En lisant un ouvrage impactant autour de la solidarité ou de l’ouverture d’esprit, on regrette parfois que le public qui en aurait le plus besoin (celui qui dévalorise son prochain avec empressement) n’ait que peu de chances de le parcourir. Mais il est tout aussi intéressant que des lecteurs revendiquant un fort humanisme s’aventurent dans des univers qui, de prime abord, ne correspondent pas à leurs valeurs premières.
C’est exactement la démarche entreprise par Mathieu Sapin. En tapant ce nom, les doigts glissent presque d’eux-mêmes et transforment l’auteur en « Mathieu Sympa ». Un lapsus révélateur. Car il y a bien quelque chose de profondément empathique et curieux chez ce dessinateur qu’on suit depuis longtemps pour ses bandes dessinées immersives, qu’il s’agisse de sa chronique au cœur de la campagne présidentielle de François Hollande en 2012, ses plongées dans les coulisses d’un tournage consacré à Gainsbourg ou encore ses cinq années passées à suivre Gérard Depardieu, lorsque le nom de l’acteur était associé à ses rôles plus qu’à ses odieux dérapages. Mathieu Sapin sait donc embarquer ses lecteurs dans des mondes où l’observation et l’humour se mêlent, sans jamais verser dans le jugement hâtif.


Cette fois, la proposition était cependant plus délicate. Sollicité par Camille Chaize, alors porte-parole du ministère de l’Intérieur, pour suivre pendant plus d’un an les coulisses de ce ministère où se joue une part de la vie politique et sécuritaire du pays, Sapin hésite. Lui, l’objecteur de conscience revendiqué, qui se définit volontiers comme un homme de gauche, craint d’être perçu comme un « auteur de droite » en acceptant cette mission. Il finit par dire oui… et s’expose immédiatement aux critiques.
Très vite, ses amis lui reprochent de se faire l’avocat d’un système qu’il rejetait auparavant. Le paroxysme est atteint lorsqu’il raconte, avec un mélange d’humour et de malaise, la fois où il a commis une « benalette » pour intimider une automobiliste trop imprudente. Cette petite imposture consiste à faire croire que l’on détient un pouvoir policier. Évidemment, l’opération fut un flop lorsque la conductrice lui a demandé de brandir sa carte de police. L’anecdote prête à sourire mais elle cristallise le dilemme central du livre : peut-on approuver certaines actions policières tout en restant fidèle à une posture pacifiste et critique ?
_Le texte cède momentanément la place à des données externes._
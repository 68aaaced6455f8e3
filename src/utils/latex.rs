//! Conversions between Unicode text, plain ASCII and LaTeX escapes.

use unicode_normalization::UnicodeNormalization;

/// Letters NFKD does not decompose, with their ASCII and LaTeX spellings
const SPECIAL_LETTERS: &[(char, &str, &str)] = &[
    ('ß', "ss", "{\\ss}"),
    ('ł', "l", "{\\l}"),
    ('Ł', "L", "{\\L}"),
    ('ø', "o", "{\\o}"),
    ('Ø', "O", "{\\O}"),
    ('æ', "ae", "{\\ae}"),
    ('Æ', "AE", "{\\AE}"),
    ('œ', "oe", "{\\oe}"),
    ('Œ', "OE", "{\\OE}"),
    ('đ', "d", "{\\dj}"),
    ('ı', "i", "{\\i}"),
];

/// Typographic punctuation and its LaTeX spelling
const PUNCTUATION: &[(char, &str)] = &[
    ('\u{2013}', "--"),
    ('\u{2014}', "---"),
    ('\u{2018}', "`"),
    ('\u{2019}', "'"),
    ('\u{201C}', "``"),
    ('\u{201D}', "''"),
    ('\u{00A0}', "~"),
];

/// Fold text to ASCII: compatibility-decompose, drop combining marks, spell out
/// the few letters without a decomposition, drop anything else non-ASCII.
pub fn fold_to_ascii(text: &str) -> String {
    let mut out = String::with_capacity(text.len());
    for c in text.nfkd() {
        if c.is_ascii() {
            out.push(c);
        } else if let Some((_, ascii, _)) = SPECIAL_LETTERS.iter().find(|(s, _, _)| *s == c) {
            out.push_str(ascii);
        } else if let Some((_, latex)) = PUNCTUATION.iter().find(|(p, _)| *p == c) {
            out.push_str(if *latex == "~" { " " } else { "-" });
        }
    }
    out
}

/// Replace non-ASCII characters with LaTeX escapes, e.g. `é` becomes `{\'e}`.
/// Characters with no known spelling are kept as they are.
pub fn to_latex(text: &str) -> String {
    let mut out = String::with_capacity(text.len());
    for c in text.chars() {
        if c.is_ascii() {
            out.push(c);
            continue;
        }
        if let Some((_, _, latex)) = SPECIAL_LETTERS.iter().find(|(s, _, _)| *s == c) {
            out.push_str(latex);
            continue;
        }
        if let Some((_, latex)) = PUNCTUATION.iter().find(|(p, _)| *p == c) {
            out.push_str(latex);
            continue;
        }
        match accented(c) {
            Some(latex) => out.push_str(&latex),
            None => out.push(c),
        }
    }
    out
}

/// Brace-wrap uppercase letters outside any group, so BibTeX styles keep the case.
/// Letters of control sequences are left alone.
pub fn protect_uppercase(text: &str) -> String {
    let mut out = String::with_capacity(text.len() + 8);
    let mut depth = 0usize;
    let mut in_command = false;

    for c in text.chars() {
        match c {
            '\\' => {
                in_command = true;
                out.push(c);
                continue;
            }
            '{' => depth += 1,
            '}' => depth = depth.saturating_sub(1),
            _ => {}
        }

        if in_command && c.is_ascii_alphabetic() {
            out.push(c);
            continue;
        }
        in_command = false;

        if depth == 0 && c.is_ascii_uppercase() {
            out.push('{');
            out.push(c);
            out.push('}');
        } else {
            out.push(c);
        }
    }
    out
}

/// Decode the HTML entities the bibliographic services leave in `<pre>` blocks
pub fn unescape_html(text: &str) -> String {
    text.replace("&lt;", "<")
        .replace("&gt;", ">")
        .replace("&quot;", "\"")
        .replace("&#39;", "'")
        .replace("&amp;", "&")
}

/// Minimal escaping for embedding text in HTML
pub fn escape_html(text: &str) -> String {
    text.replace('&', "&amp;")
        .replace('<', "&lt;")
        .replace('>', "&gt;")
}

fn accented(c: char) -> Option<String> {
    let mut parts = std::iter::once(c).nfd();
    let base = parts.next()?;
    if !base.is_ascii_alphabetic() {
        return None;
    }

    let marks: Vec<char> = parts.collect();
    if marks.is_empty() {
        return None;
    }

    let mut inner = match base {
        'i' => "\\i".to_string(),
        'j' => "\\j".to_string(),
        _ => base.to_string(),
    };
    for mark in marks {
        let command = accent_command(mark)?;
        let simple = inner.len() == 1 || inner == "\\i" || inner == "\\j";
        inner = if command.chars().all(|ch| ch.is_ascii_alphabetic()) {
            format!("\\{}{{{}}}", command, inner)
        } else if simple {
            format!("\\{}{}", command, inner)
        } else {
            format!("\\{}{{{}}}", command, inner)
        };
    }
    Some(format!("{{{}}}", inner))
}

fn accent_command(mark: char) -> Option<&'static str> {
    Some(match mark {
        '\u{0300}' => "`",
        '\u{0301}' => "'",
        '\u{0302}' => "^",
        '\u{0303}' => "~",
        '\u{0304}' => "=",
        '\u{0306}' => "u",
        '\u{0307}' => ".",
        '\u{0308}' => "\"",
        '\u{030A}' => "r",
        '\u{030B}' => "H",
        '\u{030C}' => "v",
        '\u{0323}' => "d",
        '\u{0327}' => "c",
        '\u{0328}' => "k",
        _ => return None,
    })
}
Au fil des pages, Mathieu Sapin déroule un récit riche en scènes marquantes, tirées des nombreux services qu’il a visités au cours de cinq saisons d’immersion. Certaines sont passionnantes, presque romanesques. On aurait aimé en savoir davantage sur ces stages du GRAID où de jeunes étudiants en criminologie planchent sur de véritables affaires non résolues dans un mélange de sérieux et d’excitation palpable. D’autres sont plus sobres, révélant l’humanité des agents, la tension des situations et la complexité d’un ministère trop souvent réduit à une caricature. Cette expérience fut tout sauf une sinécure pour celui qui a escaladé la Tour Eiffel ou été héliporté sur une plate-forme en montagne.
Ce qui frappe, c’est la nuance constante du regard porté par l’auteur. Tout en restant fidèle à ses convictions, jamais il ne tombe dans le manichéisme, jamais il ne sacralise ou n’accable. Même Gérald Darmanin, lorsqu’il apparaît dans ces pages et rappelle que son père fut libraire, semble presque doux lorsqu’il parle de bande dessinée, preuve que l’humour et la curiosité sont capables de réaliser de véritables tours de force.


La richesse d’À l’intérieur réside précisément dans cette posture d’équilibriste. Mathieu Sapin ne prétend pas tout dire, ni tout montrer. En un seul volume, il ne pouvait qu’effleurer la richesse et la complexité du sujet. C’est parfois frustrant, tant on devine l’ampleur des histoires qui pourraient remplir cinq tomes entiers. Mais c’est aussi ce qui rend l’ouvrage si précieux. Ce témoignage accessible et vivant interroge nos certitudes et rappelle que la réalité est toujours plus nuancée que les slogans, qu’ils soient scandés dans la rue ou assénés sur les plateaux de CNews.


En refermant le livre, l’impression d’avoir traversé un territoire méconnu persiste. Et, surtout, celle d’avoir suivi un auteur qui, fidèle à sa réputation de « Mathieu Sympa », a choisi la complexité plutôt que la facilité.